_Task details_: These records must be written out again exactly.

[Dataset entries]
---+---

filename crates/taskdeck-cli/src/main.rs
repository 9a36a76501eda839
use std::ffi::OsString;

fn main() {
    let args: Vec<OsString> = std::env::args_os().collect();
    if let Err(err) = taskdeck_core::run(args) {
        eprintln!("error: {err:#}");
        std::process::exit(1);
    }
}
use std::collections::HashSet;

use crate::task::Task;

/// Categories the edit form offers; stored data may use anything.
pub const SUGGESTED_CATEGORIES: [&str; 6] =
    ["Personal", "Work", "Shopping", "Health", "Education", "Other"];

/// Distinct, trimmed, non-empty categories in first-seen order.
pub fn unique_categories(tasks: &[Task]) -> Vec<String> {
    let mut seen = HashSet::new();
    tasks
        .iter()
        .filter_map(|task| task.category.as_deref())
        .map(str::trim)
        .filter(|category| !category.is_empty())
        .filter(|category| seen.insert(*category))
        .map(ToString::to_string)
        .collect()
}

---+---

_Solution to this exercise_:
filename crates/taskdeck-cli/src/main.rs
repository 9a36a76501eda839
use std::ffi::OsString;

fn main() {
    let args: Vec<OsString> = std::env::args_os().collect();
    if let Err(err) = taskdeck_core::run(args) {
        eprintln!("error: {err:#}");
        std::process::exit(1);
    }
}
use std::collections::HashSet;

use crate::task::Task;

/// Categories the edit form offers; stored data may use anything.
pub const SUGGESTED_CATEGORIES: [&str; 6] =
    ["Personal", "Work", "Shopping", "Health", "Education", "Other"];

/// Distinct, trimmed, non-empty categories in first-seen order.
pub fn unique_categories(tasks: &[Task]) -> Vec<String> {
    let mut seen = HashSet::new();
    tasks
        .iter()
        .filter_map(|task| task.category.as_deref())
        .map(str::trim)
        .filter(|category| !category.is_empty())
        .filter(|category| seen.insert(*category))
        .map(ToString::to_string)
        .collect()
}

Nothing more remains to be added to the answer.